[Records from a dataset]
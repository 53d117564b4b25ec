// Copyright (c) 2026 The Aioli developers
// Licensed under the Apache License, Version 2.0
// <LICENSE-APACHE or
// http://www.apache.org/licenses/LICENSE-2.0> or the MIT
// license <LICENSE-MIT or http://opensource.org/licenses/MIT>,
// at your option. All files in the project carrying such
// notice may not be copied, modified, or distributed except
// according to those terms.

use std::net::SocketAddr;

use arrayvec::ArrayString;

use crate::arena::{Arena, StrSpan};
use crate::connection::parse::MAX_METHOD_LEN;

/// HTTP request method.
///
/// Comparison against the known tokens is case-sensitive, as the RFC
/// requires: `get` is not `GET` and parses as [`Method::Other`].
#[derive(Debug, Clone, Copy, PartialEq, Eq)]
pub enum Method {
    Get,
    Head,
    Post,
    Put,
    Delete,
    Connect,
    Options,
    Trace,
    Patch,
    /// A syntactically valid token the engine does not recognise. The raw
    /// spelling is kept on the request.
    Other,
}

impl Method {
    pub fn from_token(token: &str) -> Method {
        match token {
            "GET" => Method::Get,
            "HEAD" => Method::Head,
            "POST" => Method::Post,
            "PUT" => Method::Put,
            "DELETE" => Method::Delete,
            "CONNECT" => Method::Connect,
            "OPTIONS" => Method::Options,
            "TRACE" => Method::Trace,
            "PATCH" => Method::Patch,
            _ => Method::Other,
        }
    }
}

/// HTTP protocol version. Anything else is rejected with 505 at parse time.
#[derive(Debug, Clone, Copy, PartialEq, Eq)]
pub enum HttpVersion {
    Http10,
    Http11,
}

impl HttpVersion {
    /// Whether connections persist by default under this version.
    #[inline]
    pub fn keep_alive_default(&self) -> bool {
        matches!(self, HttpVersion::Http11)
    }

    pub fn as_str(&self) -> &'static str {
        match self {
            HttpVersion::Http10 => "HTTP/1.0",
            HttpVersion::Http11 => "HTTP/1.1",
        }
    }
}

/// Body progress bookkeeping, maintained by the state machine.
#[derive(Debug, Clone, Copy, Default)]
pub(crate) struct UploadProgress {
    /// Declared `Content-Length`, when the body is length-delimited.
    pub expected: Option<u64>,
    pub chunked: bool,
    /// Decoded body bytes delivered so far.
    pub received: u64,
}

/// A parsed HTTP request.
///
/// The request owns the connection's bump arena for the duration of the
/// request: header names and values, the decoded path and the raw target all
/// live in it. When the request completes the arena is taken back and reset
/// for the next pipelined request.
///
/// # Example
///
/// ```
/// use aioli::Request;
///
/// let request = Request::fake("GET", "/hello?name=world", &[("Host", "example.com")]);
/// assert_eq!(request.url(), "/hello");
/// assert_eq!(request.get_param("name").as_deref(), Some("world"));
/// assert_eq!(request.header("host"), Some("example.com"));
/// ```
pub struct Request {
    arena: Arena,
    method: Method,
    raw_method: ArrayString<MAX_METHOD_LEN>,
    raw_target: StrSpan,
    path: StrSpan,
    query: Option<StrSpan>,
    version: HttpVersion,
    headers: Vec<(StrSpan, StrSpan)>,
    remote_addr: Option<SocketAddr>,
    secure: bool,
    pub(crate) upload: UploadProgress,
}

impl Request {
    #[allow(clippy::too_many_arguments)]
    pub(crate) fn new_parsed(
        arena: Arena,
        method: Method,
        raw_method: ArrayString<MAX_METHOD_LEN>,
        raw_target: StrSpan,
        path: StrSpan,
        query: Option<StrSpan>,
        version: HttpVersion,
        headers: Vec<(StrSpan, StrSpan)>,
        remote_addr: Option<SocketAddr>,
        secure: bool,
        upload: UploadProgress,
    ) -> Request {
        Request {
            arena,
            method,
            raw_method,
            raw_target,
            path,
            query,
            version,
            headers,
            remote_addr,
            secure,
            upload,
        }
    }

    /// Takes the arena back when the request is finished.
    pub(crate) fn into_arena(self) -> Arena {
        self.arena
    }

    pub(crate) fn append_header(&mut self, name: &str, value: &str) -> bool {
        let name = match self.arena.alloc_str(name) {
            Some(span) => span,
            None => return false,
        };
        let value = match self.arena.alloc_str(value) {
            Some(span) => span,
            None => return false,
        };
        self.headers.push((name, value));
        true
    }

    #[inline]
    pub fn method(&self) -> Method {
        self.method
    }

    /// The method token exactly as the client sent it.
    #[inline]
    pub fn raw_method(&self) -> &str {
        self.raw_method.as_str()
    }

    /// The percent-decoded path component of the request target.
    #[inline]
    pub fn url(&self) -> &str {
        self.arena.str(self.path)
    }

    /// The request target exactly as received, undecoded.
    #[inline]
    pub fn raw_url(&self) -> &str {
        self.arena.str(self.raw_target)
    }

    /// The raw query string, without the leading `?`.
    #[inline]
    pub fn raw_query_string(&self) -> &str {
        match self.query {
            Some(span) => self.arena.str(span),
            None => "",
        }
    }

    /// Decodes and returns the first query-string parameter named `name`.
    pub fn get_param(&self, name: &str) -> Option<String> {
        url::form_urlencoded::parse(self.raw_query_string().as_bytes())
            .find(|(n, _)| n == name)
            .map(|(_, value)| value.into_owned())
    }

    #[inline]
    pub fn http_version(&self) -> HttpVersion {
        self.version
    }

    /// Returns the value of the first header named `name`. Lookup is
    /// case-insensitive; the stored spelling is whatever the client sent.
    pub fn header(&self, name: &str) -> Option<&str> {
        self.headers
            .iter()
            .find(|(n, _)| self.arena.str(*n).eq_ignore_ascii_case(name))
            .map(|(_, v)| self.arena.str(*v))
    }

    /// Iterates over all header fields in the order they were received.
    /// Duplicate names are preserved.
    pub fn headers(&self) -> impl Iterator<Item = (&str, &str)> {
        self.headers
            .iter()
            .map(move |(n, v)| (self.arena.str(*n), self.arena.str(*v)))
    }

    /// Address of the remote peer; `None` for UNIX-domain connections.
    #[inline]
    pub fn remote_addr(&self) -> Option<SocketAddr> {
        self.remote_addr
    }

    /// True when the request arrived over TLS.
    #[inline]
    pub fn is_secure(&self) -> bool {
        self.secure
    }

    /// Declared `Content-Length`, if the body is length-delimited.
    #[inline]
    pub fn content_length(&self) -> Option<u64> {
        self.upload.expected
    }

    /// True when the body uses chunked transfer-encoding.
    #[inline]
    pub fn is_chunked(&self) -> bool {
        self.upload.chunked
    }

    /// True when the request carries a body at all.
    #[inline]
    pub fn has_body(&self) -> bool {
        self.upload.chunked || self.upload.expected.map(|n| n > 0).unwrap_or(false)
    }

    /// Decoded body bytes delivered to the application so far.
    #[inline]
    pub fn body_bytes_received(&self) -> u64 {
        self.upload.received
    }

    /// Builds a request out of thin air, for tests.
    ///
    /// The target may carry a query string; headers are copied verbatim.
    pub fn fake(method: &str, target: &str, headers: &[(&str, &str)]) -> Request {
        let mut arena = Arena::new(16 * 1024);
        let raw_method = ArrayString::from(method).expect("method token too long");
        let raw_target = arena.alloc_str(target).expect("arena too small");
        let (path_str, query_str) = match target.split_once('?') {
            Some((p, q)) => (p, Some(q)),
            None => (target, None),
        };
        let path = arena.alloc_str(path_str).expect("arena too small");
        let query = query_str.map(|q| arena.alloc_str(q).expect("arena too small"));
        let headers = headers
            .iter()
            .map(|(n, v)| {
                (
                    arena.alloc_str(n).expect("arena too small"),
                    arena.alloc_str(v).expect("arena too small"),
                )
            })
            .collect();

        Request {
            method: Method::from_token(method),
            raw_method,
            raw_target,
            path,
            query,
            version: HttpVersion::Http11,
            headers,
            remote_addr: Some("127.0.0.1:4000".parse().unwrap()),
            secure: false,
            upload: UploadProgress::default(),
            arena,
        }
    }
}

impl std::fmt::Debug for Request {
    fn fmt(&self, f: &mut std::fmt::Formatter<'_>) -> std::fmt::Result {
        f.debug_struct("Request")
            .field("method", &self.raw_method())
            .field("url", &self.raw_url())
            .field("version", &self.version.as_str())
            .field("headers", &self.headers.len())
            .finish()
    }
}
// Copyright (c) 2026 The Aioli developers
// Licensed under the Apache License, Version 2.0
// <LICENSE-APACHE or
// http://www.apache.org/licenses/LICENSE-2.0> or the MIT
// license <LICENSE-MIT or http://opensource.org/licenses/MIT>,
// at your option. All files in the project carrying such
// notice may not be copied, modified, or distributed except
// according to those terms.

use std::sync::Mutex;

/// Server-wide byte budget for large upload staging buffers.
///
/// Connections that stream uploads claim their staging buffer from this
/// budget and give it back when the request completes, so a burst of large
/// uploads degrades into smaller staging buffers instead of unbounded
/// allocation. `claim` and `reclaim` are the only operations; the mutex is
/// uncontended outside multi-threaded run modes.
#[derive(Debug)]
pub struct BufferPool {
    total: u64,
    remaining: Mutex<u64>,
}

impl BufferPool {
    pub fn new(total: u64) -> BufferPool {
        BufferPool {
            total,
            remaining: Mutex::new(total),
        }
    }

    /// Attempts to claim `n` bytes from the budget.
    pub fn claim(&self, n: u64) -> bool {
        let mut remaining = self.remaining.lock().unwrap();
        if *remaining >= n {
            *remaining -= n;
            true
        } else {
            false
        }
    }

    /// Returns `n` previously claimed bytes to the budget.
    pub fn reclaim(&self, n: u64) {
        let mut remaining = self.remaining.lock().unwrap();
        *remaining = (*remaining + n).min(self.total);
    }

    #[inline]
    pub fn total(&self) -> u64 {
        self.total
    }

    pub fn remaining(&self) -> u64 {
        *self.remaining.lock().unwrap()
    }
}

#[cfg(test)]
mod tests {
    use super::BufferPool;

    #[test]
    fn claim_and_reclaim() {
        let pool = BufferPool::new(100);
        assert!(pool.claim(60));
        assert!(!pool.claim(60));
        assert!(pool.claim(40));
        assert_eq!(pool.remaining(), 0);
        pool.reclaim(60);
        assert_eq!(pool.remaining(), 60);
    }

    #[test]
    fn reclaim_never_exceeds_total() {
        let pool = BufferPool::new(10);
        pool.reclaim(50);
        assert_eq!(pool.remaining(), 10);
    }
}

● What to do: If a line in the records above holds the string "BufferPool", copy it out.

● Answer space:
pub struct BufferPool {
impl BufferPool {
    pub fn new(total: u64) -> BufferPool {
        BufferPool {
    use super::BufferPool;
        let pool = BufferPool::new(100);
        let pool = BufferPool::new(10);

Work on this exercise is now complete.